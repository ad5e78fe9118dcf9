//! Samples in positional or named form

use crate::error::{Error, Result};
use crate::value::{FieldMap, FieldValue};

/// Structural layout of a sample
#[derive(Debug, Clone, Copy, PartialEq, Eq, Hash)]
pub enum Layout {
    /// Ordered positional fields, e.g. `(data, label)`
    Sequence,

    /// Named fields
    Mapping,
}

/// One unit of data flowing through a pipeline
#[derive(Debug, Clone, PartialEq)]
pub enum Sample {
    /// Ordered positional fields
    Sequence(Vec<FieldValue>),

    /// Named fields
    Mapping(FieldMap),
}

impl Sample {
    /// Build a mapping sample from `(name, value)` pairs
    ///
    /// Fails with `DuplicateField` if a name repeats.
    pub fn from_pairs<K, V, I>(pairs: I) -> Result<Self>
    where
        K: Into<String>,
        V: Into<FieldValue>,
        I: IntoIterator<Item = (K, V)>,
    {
        let mut fields = FieldMap::new();
        for (name, value) in pairs {
            let name = name.into();
            if fields.contains_key(&name) {
                return Err(Error::DuplicateField(name));
            }
            fields.insert(name, value.into());
        }
        Ok(Sample::Mapping(fields))
    }

    /// Layout of this sample
    pub fn layout(&self) -> Layout {
        match self {
            Sample::Sequence(_) => Layout::Sequence,
            Sample::Mapping(_) => Layout::Mapping,
        }
    }

    /// Number of fields
    pub fn len(&self) -> usize {
        match self {
            Sample::Sequence(values) => values.len(),
            Sample::Mapping(fields) => fields.len(),
        }
    }

    /// Check if this sample has no fields
    pub fn is_empty(&self) -> bool {
        self.len() == 0
    }

    /// Borrow the named fields, if this sample is a mapping
    pub fn as_mapping(&self) -> Option<&FieldMap> {
        match self {
            Sample::Mapping(fields) => Some(fields),
            Sample::Sequence(_) => None,
        }
    }

    /// Take the named fields
    ///
    /// Fails with `OrderingViolation` for a positional sample: some stage
    /// that needs named fields ran before the sequence was converted.
    pub fn into_mapping(self) -> Result<FieldMap> {
        match self {
            Sample::Mapping(fields) => Ok(fields),
            Sample::Sequence(values) => Err(Error::OrderingViolation(format!(
                "expected a mapping sample, got a sequence of {} fields; convert it to a mapping first",
                values.len()
            ))),
        }
    }

    /// Look up a named field
    pub fn get(&self, name: &str) -> Option<&FieldValue> {
        self.as_mapping().and_then(|fields| fields.get(name))
    }

    /// Field names of a mapping sample, in stable order
    pub fn field_names(&self) -> Vec<String> {
        self.as_mapping()
            .map(|fields| fields.keys().cloned().collect())
            .unwrap_or_default()
    }
}

impl From<FieldMap> for Sample {
    fn from(fields: FieldMap) -> Self {
        Sample::Mapping(fields)
    }
}

impl From<Vec<FieldValue>> for Sample {
    fn from(values: Vec<FieldValue>) -> Self {
        Sample::Sequence(values)
    }
}

#[cfg(test)]
mod tests {
    use super::*;

    #[test]
    fn from_pairs_rejects_duplicates() {
        let err = Sample::from_pairs([("x", 1i64), ("x", 2i64)]).unwrap_err();
        assert_eq!(err, Error::DuplicateField("x".into()));
    }

    #[test]
    fn sequence_cannot_be_read_as_mapping() {
        let sample = Sample::Sequence(vec![FieldValue::Int(1)]);

        assert_eq!(sample.layout(), Layout::Sequence);
        assert!(sample.get("x").is_none());
        assert!(sample.field_names().is_empty());
        assert!(matches!(sample.into_mapping(), Err(Error::OrderingViolation(_))));
    }

    #[test]
    fn field_names_are_sorted() {
        let sample = Sample::from_pairs([("label", 1i64), ("data", 2i64)]).unwrap();
        assert_eq!(sample.field_names(), vec!["data", "label"]);
    }
}
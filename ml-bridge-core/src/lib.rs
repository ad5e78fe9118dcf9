//! Core data model for bridged ML data pipelines
//!
//! This crate defines the values that flow between array-domain and
//! tensor-domain stages: samples in positional or named form, batches of
//! collated samples, `ndarray`-backed arrays, dense tensors, the
//! [`TransformStage`] trait with its ordering contracts, and the error
//! taxonomy shared by every crate in the workspace.

#![warn(missing_docs)]

pub mod array;
pub mod batch;
pub mod dtype;
pub mod error;
pub mod sample;
pub mod stage;
pub mod tensor;
pub mod value;

// Re-export key types for convenience
pub use array::ArrayValue;
pub use batch::Batch;
pub use dtype::{DType, FloatWidth};
pub use error::{Error, Result};
pub use sample::{Layout, Sample};
pub use stage::{Domain, PipelineState, StageContract, TransformStage};
pub use tensor::{Tensor, TensorData, TensorType};
pub use value::{FieldMap, FieldValue, OpaqueValue};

• [BRIEF]
In full and without error, give the listing again.

• [RESULT OF THE TASK]
repository ad5e78fe9118dcf9
//! Samples in positional or named form

use crate::error::{Error, Result};
use crate::value::{FieldMap, FieldValue};

/// Structural layout of a sample
#[derive(Debug, Clone, Copy, PartialEq, Eq, Hash)]
pub enum Layout {
    /// Ordered positional fields, e.g. `(data, label)`
    Sequence,

    /// Named fields
    Mapping,
}

/// One unit of data flowing through a pipeline
#[derive(Debug, Clone, PartialEq)]
pub enum Sample {
    /// Ordered positional fields
    Sequence(Vec<FieldValue>),

    /// Named fields
    Mapping(FieldMap),
}

impl Sample {
    /// Build a mapping sample from `(name, value)` pairs
    ///
    /// Fails with `DuplicateField` if a name repeats.
    pub fn from_pairs<K, V, I>(pairs: I) -> Result<Self>
    where
        K: Into<String>,
        V: Into<FieldValue>,
        I: IntoIterator<Item = (K, V)>,
    {
        let mut fields = FieldMap::new();
        for (name, value) in pairs {
            let name = name.into();
            if fields.contains_key(&name) {
                return Err(Error::DuplicateField(name));
            }
            fields.insert(name, value.into());
        }
        Ok(Sample::Mapping(fields))
    }

    /// Layout of this sample
    pub fn layout(&self) -> Layout {
        match self {
            Sample::Sequence(_) => Layout::Sequence,
            Sample::Mapping(_) => Layout::Mapping,
        }
    }

    /// Number of fields
    pub fn len(&self) -> usize {
        match self {
            Sample::Sequence(values) => values.len(),
            Sample::Mapping(fields) => fields.len(),
        }
    }

    /// Check if this sample has no fields
    pub fn is_empty(&self) -> bool {
        self.len() == 0
    }

    /// Borrow the named fields, if this sample is a mapping
    pub fn as_mapping(&self) -> Option<&FieldMap> {
        match self {
            Sample::Mapping(fields) => Some(fields),
            Sample::Sequence(_) => None,
        }
    }

    /// Take the named fields
    ///
    /// Fails with `OrderingViolation` for a positional sample: some stage
    /// that needs named fields ran before the sequence was converted.
    pub fn into_mapping(self) -> Result<FieldMap> {
        match self {
            Sample::Mapping(fields) => Ok(fields),
            Sample::Sequence(values) => Err(Error::OrderingViolation(format!(
                "expected a mapping sample, got a sequence of {} fields; convert it to a mapping first",
                values.len()
            ))),
        }
    }

    /// Look up a named field
    pub fn get(&self, name: &str) -> Option<&FieldValue> {
        self.as_mapping().and_then(|fields| fields.get(name))
    }

    /// Field names of a mapping sample, in stable order
    pub fn field_names(&self) -> Vec<String> {
        self.as_mapping()
            .map(|fields| fields.keys().cloned().collect())
            .unwrap_or_default()
    }
}

impl From<FieldMap> for Sample {
    fn from(fields: FieldMap) -> Self {
        Sample::Mapping(fields)
    }
}

impl From<Vec<FieldValue>> for Sample {
    fn from(values: Vec<FieldValue>) -> Self {
        Sample::Sequence(values)
    }
}

#[cfg(test)]
mod tests {
    use super::*;

    #[test]
    fn from_pairs_rejects_duplicates() {
        let err = Sample::from_pairs([("x", 1i64), ("x", 2i64)]).unwrap_err();
        assert_eq!(err, Error::DuplicateField("x".into()));
    }

    #[test]
    fn sequence_cannot_be_read_as_mapping() {
        let sample = Sample::Sequence(vec![FieldValue::Int(1)]);

        assert_eq!(sample.layout(), Layout::Sequence);
        assert!(sample.get("x").is_none());
        assert!(sample.field_names().is_empty());
        assert!(matches!(sample.into_mapping(), Err(Error::OrderingViolation(_))));
    }

    #[test]
    fn field_names_are_sorted() {
        let sample = Sample::from_pairs([("label", 1i64), ("data", 2i64)]).unwrap();
        assert_eq!(sample.field_names(), vec!["data", "label"]);
    }
}
filename ml-bridge-core/src/lib.rs
repository ad5e78fe9118dcf9
//! Core data model for bridged ML data pipelines
//!
//! This crate defines the values that flow between array-domain and
//! tensor-domain stages: samples in positional or named form, batches of
//! collated samples, `ndarray`-backed arrays, dense tensors, the
//! [`TransformStage`] trait with its ordering contracts, and the error
//! taxonomy shared by every crate in the workspace.

#![warn(missing_docs)]

pub mod array;
pub mod batch;
pub mod dtype;
pub mod error;
pub mod sample;
pub mod stage;
pub mod tensor;
pub mod value;

// Re-export key types for convenience
pub use array::ArrayValue;
pub use batch::Batch;
pub use dtype::{DType, FloatWidth};
pub use error::{Error, Result};
pub use sample::{Layout, Sample};
pub use stage::{Domain, PipelineState, StageContract, TransformStage};
pub use tensor::{Tensor, TensorData, TensorType};
pub use value::{FieldMap, FieldValue, OpaqueValue};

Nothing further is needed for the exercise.